= What needs to be done =
Lines containing the word "RightInHandPinky" are to be copied from the data below.

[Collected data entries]
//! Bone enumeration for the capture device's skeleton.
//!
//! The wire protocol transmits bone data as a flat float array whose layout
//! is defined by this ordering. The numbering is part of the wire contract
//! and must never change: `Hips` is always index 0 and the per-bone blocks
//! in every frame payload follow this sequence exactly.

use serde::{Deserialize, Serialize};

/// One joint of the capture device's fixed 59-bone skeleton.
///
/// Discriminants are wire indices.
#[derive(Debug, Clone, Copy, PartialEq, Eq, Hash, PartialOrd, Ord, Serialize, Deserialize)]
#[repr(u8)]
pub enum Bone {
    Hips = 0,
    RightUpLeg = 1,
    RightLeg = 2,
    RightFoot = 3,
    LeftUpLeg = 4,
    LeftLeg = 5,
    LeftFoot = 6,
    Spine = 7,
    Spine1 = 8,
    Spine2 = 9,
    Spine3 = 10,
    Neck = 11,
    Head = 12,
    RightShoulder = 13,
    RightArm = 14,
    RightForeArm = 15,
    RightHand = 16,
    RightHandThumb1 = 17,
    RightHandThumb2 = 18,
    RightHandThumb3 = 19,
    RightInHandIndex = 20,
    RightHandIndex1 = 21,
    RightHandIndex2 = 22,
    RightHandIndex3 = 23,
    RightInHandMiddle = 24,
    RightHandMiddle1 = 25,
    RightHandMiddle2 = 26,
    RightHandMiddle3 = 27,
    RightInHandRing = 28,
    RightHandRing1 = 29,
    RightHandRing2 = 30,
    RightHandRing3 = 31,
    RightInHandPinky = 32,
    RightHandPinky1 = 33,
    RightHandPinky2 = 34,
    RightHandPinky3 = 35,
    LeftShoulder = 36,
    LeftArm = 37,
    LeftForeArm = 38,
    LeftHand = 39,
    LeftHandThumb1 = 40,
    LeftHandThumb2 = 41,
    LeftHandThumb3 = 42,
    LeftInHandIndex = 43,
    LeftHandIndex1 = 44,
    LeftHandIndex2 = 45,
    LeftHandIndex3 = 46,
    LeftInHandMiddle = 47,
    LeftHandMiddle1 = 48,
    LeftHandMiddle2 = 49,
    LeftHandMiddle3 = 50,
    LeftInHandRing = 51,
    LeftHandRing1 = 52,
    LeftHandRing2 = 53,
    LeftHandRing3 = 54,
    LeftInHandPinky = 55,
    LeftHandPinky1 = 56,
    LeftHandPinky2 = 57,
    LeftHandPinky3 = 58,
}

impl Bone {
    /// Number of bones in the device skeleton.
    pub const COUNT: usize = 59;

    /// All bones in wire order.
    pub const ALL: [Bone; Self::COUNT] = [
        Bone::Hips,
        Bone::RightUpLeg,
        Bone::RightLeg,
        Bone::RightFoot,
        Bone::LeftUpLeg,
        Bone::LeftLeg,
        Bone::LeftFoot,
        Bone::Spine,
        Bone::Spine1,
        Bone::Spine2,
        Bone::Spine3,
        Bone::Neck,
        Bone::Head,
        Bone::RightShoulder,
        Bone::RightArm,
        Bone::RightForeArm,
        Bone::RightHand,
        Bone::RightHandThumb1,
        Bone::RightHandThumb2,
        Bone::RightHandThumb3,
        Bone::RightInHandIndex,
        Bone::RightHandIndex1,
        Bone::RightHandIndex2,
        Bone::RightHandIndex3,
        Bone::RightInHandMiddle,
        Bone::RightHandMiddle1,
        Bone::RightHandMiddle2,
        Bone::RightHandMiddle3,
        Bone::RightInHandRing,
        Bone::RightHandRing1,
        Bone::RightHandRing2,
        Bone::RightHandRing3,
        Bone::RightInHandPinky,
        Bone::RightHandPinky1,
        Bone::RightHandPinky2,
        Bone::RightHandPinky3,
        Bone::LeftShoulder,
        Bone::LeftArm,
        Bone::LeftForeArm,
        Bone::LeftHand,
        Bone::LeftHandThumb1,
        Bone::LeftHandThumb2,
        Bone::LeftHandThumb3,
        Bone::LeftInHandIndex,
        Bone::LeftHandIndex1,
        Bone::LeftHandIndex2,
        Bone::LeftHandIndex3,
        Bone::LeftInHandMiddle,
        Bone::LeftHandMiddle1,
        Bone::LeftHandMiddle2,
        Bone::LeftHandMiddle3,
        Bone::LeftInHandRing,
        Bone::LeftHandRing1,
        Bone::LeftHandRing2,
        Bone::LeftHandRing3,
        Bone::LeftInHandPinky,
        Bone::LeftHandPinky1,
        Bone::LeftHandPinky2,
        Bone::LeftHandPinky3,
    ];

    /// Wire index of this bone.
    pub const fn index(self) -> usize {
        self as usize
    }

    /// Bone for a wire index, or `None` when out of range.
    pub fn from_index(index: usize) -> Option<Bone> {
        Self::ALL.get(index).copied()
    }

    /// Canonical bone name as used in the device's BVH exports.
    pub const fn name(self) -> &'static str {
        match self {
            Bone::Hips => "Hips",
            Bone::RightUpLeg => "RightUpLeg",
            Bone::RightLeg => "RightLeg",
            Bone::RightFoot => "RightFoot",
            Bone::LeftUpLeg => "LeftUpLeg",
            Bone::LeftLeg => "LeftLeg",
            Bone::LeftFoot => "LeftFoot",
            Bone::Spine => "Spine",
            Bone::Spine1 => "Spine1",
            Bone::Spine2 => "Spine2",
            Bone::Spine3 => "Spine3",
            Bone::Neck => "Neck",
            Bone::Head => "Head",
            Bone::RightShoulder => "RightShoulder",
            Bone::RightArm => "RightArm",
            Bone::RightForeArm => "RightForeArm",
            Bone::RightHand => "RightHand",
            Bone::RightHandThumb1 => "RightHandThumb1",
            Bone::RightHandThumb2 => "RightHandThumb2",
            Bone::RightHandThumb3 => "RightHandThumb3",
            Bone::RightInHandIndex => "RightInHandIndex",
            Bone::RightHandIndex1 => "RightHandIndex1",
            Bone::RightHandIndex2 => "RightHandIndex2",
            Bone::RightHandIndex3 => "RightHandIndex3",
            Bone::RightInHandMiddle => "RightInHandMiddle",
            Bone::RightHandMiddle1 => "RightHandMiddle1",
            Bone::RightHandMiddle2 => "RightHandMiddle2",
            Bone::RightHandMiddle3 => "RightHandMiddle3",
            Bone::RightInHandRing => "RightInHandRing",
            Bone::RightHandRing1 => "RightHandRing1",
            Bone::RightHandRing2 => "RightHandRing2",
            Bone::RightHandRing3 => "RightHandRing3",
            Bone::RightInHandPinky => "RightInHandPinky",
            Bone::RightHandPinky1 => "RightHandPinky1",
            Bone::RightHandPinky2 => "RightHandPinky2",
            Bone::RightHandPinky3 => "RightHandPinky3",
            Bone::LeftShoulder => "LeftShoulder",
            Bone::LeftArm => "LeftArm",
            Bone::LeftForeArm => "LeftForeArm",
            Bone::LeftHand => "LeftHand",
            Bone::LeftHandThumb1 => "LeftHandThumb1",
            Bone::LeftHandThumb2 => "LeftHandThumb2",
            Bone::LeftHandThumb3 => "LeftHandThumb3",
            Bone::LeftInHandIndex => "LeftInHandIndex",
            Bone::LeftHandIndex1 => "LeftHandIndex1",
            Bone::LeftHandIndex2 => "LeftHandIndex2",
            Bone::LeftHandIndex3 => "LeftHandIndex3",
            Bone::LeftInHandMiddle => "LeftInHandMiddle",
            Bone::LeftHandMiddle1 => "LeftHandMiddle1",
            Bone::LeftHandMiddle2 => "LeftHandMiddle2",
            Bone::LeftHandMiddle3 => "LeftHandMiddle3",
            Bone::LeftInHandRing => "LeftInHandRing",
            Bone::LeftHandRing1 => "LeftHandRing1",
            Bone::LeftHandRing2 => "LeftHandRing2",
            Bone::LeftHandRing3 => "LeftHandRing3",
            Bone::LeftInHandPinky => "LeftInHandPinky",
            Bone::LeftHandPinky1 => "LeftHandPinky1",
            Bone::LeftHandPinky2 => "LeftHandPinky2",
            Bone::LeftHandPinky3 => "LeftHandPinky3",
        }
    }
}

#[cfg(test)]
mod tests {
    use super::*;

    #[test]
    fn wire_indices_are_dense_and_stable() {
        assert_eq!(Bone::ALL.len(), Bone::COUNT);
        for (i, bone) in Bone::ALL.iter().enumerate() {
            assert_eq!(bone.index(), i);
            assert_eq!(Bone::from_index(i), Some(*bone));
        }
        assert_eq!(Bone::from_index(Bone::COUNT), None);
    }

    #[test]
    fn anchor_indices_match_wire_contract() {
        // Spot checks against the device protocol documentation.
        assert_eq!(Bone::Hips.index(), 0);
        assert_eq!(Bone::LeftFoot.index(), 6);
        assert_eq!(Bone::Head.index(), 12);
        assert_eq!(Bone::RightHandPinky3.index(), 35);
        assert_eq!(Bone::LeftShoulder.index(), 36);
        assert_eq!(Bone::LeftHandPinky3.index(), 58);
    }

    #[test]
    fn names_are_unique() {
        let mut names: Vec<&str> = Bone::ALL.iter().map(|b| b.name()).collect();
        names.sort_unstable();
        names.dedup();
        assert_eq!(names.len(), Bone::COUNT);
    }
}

= Expected answer =
    RightInHandPinky = 32,
        Bone::RightInHandPinky,
            Bone::RightInHandPinky => "RightInHandPinky",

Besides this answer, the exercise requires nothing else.